Known as Aquis Querquennis, the camp was flooded back in 1948 to create the As Conchas Reservoir.

Usually, parts of the settlement can be seen sporadically throughout the year as water levels rise and fall.

But, following the country’s worst drought in decades, the whole of the archaeological remains are now visible.

The Roman settlement is believed to have been built in 75AD, before being abandoned around 120AD. It was used as a temporary fort and military fortifications while the Romans built the nearby Via Nova road.


The site was lost to the sands of time until the 1920s when a local archaeologist found it and began excavations.

But when the construction of a hydroelectric dam was build downriver, the site was flooded and became a reservoir.

Weeks of blistering heat in Spain have led to rivers and lakes drying out across the country.

Other treasures have also been revealed by the falling water levels.

A circle of stones believed to date back to 500BC has reemerged from the depths of the Valdecanas reservoir south west of Madrid.

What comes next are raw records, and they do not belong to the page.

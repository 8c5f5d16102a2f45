//! DOM text helpers shared by the extractors

use regex::Regex;
use scraper::{ElementRef, Selector};

/// Concatenates every descendant text node, each trimmed, empty ones dropped
///
/// No separator is inserted, so `<p>주최 <b>A</b></p>` reads as `주최A`.
/// Length thresholds on the card-style site are tuned to this form.
pub fn stripped_text(element: ElementRef<'_>) -> String {
    element
        .text()
        .map(str::trim)
        .filter(|s| !s.is_empty())
        .collect()
}

/// All descendant text with original spacing kept
pub fn full_text(element: ElementRef<'_>) -> String {
    element.text().collect()
}

/// Text of the element's direct text children only
pub fn own_text(element: ElementRef<'_>) -> String {
    element
        .children()
        .filter_map(|child| child.value().as_text().map(|t| t.to_string()))
        .collect()
}

/// Descendant text joined by newlines, skipping subtrees of the named tags
pub fn text_excluding(element: ElementRef<'_>, skipped_tags: &[&str]) -> String {
    let mut parts = Vec::new();
    for node in element.descendants() {
        let Some(text) = node.value().as_text() else {
            continue;
        };
        let inside_skipped = node
            .ancestors()
            .take_while(|ancestor| ancestor.id() != element.id())
            .filter_map(ElementRef::wrap)
            .any(|ancestor| skipped_tags.contains(&ancestor.value().name()));
        if !inside_skipped {
            parts.push(text.to_string());
        }
    }
    parts.join("\n")
}

/// Matches of `selector` strictly below `scope`
pub fn select_within<'a, 'b>(
    scope: ElementRef<'a>,
    selector: &'b Selector,
) -> impl Iterator<Item = ElementRef<'a>> + 'b
where
    'a: 'b,
{
    let scope_id = scope.id();
    scope
        .select(selector)
        .filter(move |element| element.id() != scope_id)
}

/// First descendant element (not `scope` itself) with a class token matching `pattern`
pub fn find_by_class<'a>(scope: ElementRef<'a>, pattern: &Regex) -> Option<ElementRef<'a>> {
    scope
        .descendants()
        .skip(1)
        .filter_map(ElementRef::wrap)
        .find(|element| has_class_matching(*element, pattern))
}

pub fn has_class_matching(element: ElementRef<'_>, pattern: &Regex) -> bool {
    element.value().classes().any(|class| pattern.is_match(class))
}

/// Closest ancestor element with the given tag name
pub fn closest_ancestor<'a>(element: ElementRef<'a>, tag: &str) -> Option<ElementRef<'a>> {
    element
        .ancestors()
        .filter_map(ElementRef::wrap)
        .find(|ancestor| ancestor.value().name() == tag)
}

/// The nearest element sibling before `element`, skipping text nodes
pub fn preceding_element<'a>(element: ElementRef<'a>) -> Option<ElementRef<'a>> {
    element.prev_siblings().find_map(ElementRef::wrap)
}
//! Output module for emitting records and crawl statistics
//!
//! This module handles:
//! - Writing listing entries and detail records as JSON lines
//! - Summarizing crawl results and store contents

mod jsonl;
pub mod stats;

pub use jsonl::{write_json_line, write_json_lines};
pub use stats::{load_statistics, print_statistics, summarize_entries, StoreStatistics};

Officially called the Dolmen of Guadalperal but nicknamed the ‘Spanish Stonehenge’, they have reappeared for only the fourth time since they were flooded over in 1963.

Elsewhere in Spain, a flooded village known as Aceredo has reappeared too.

The town was flooded in 1992 to make way for a reservoir but given the unrepenting heat of the year, its buildings are once again on show.

In fact, some of its former residents even returned to look around.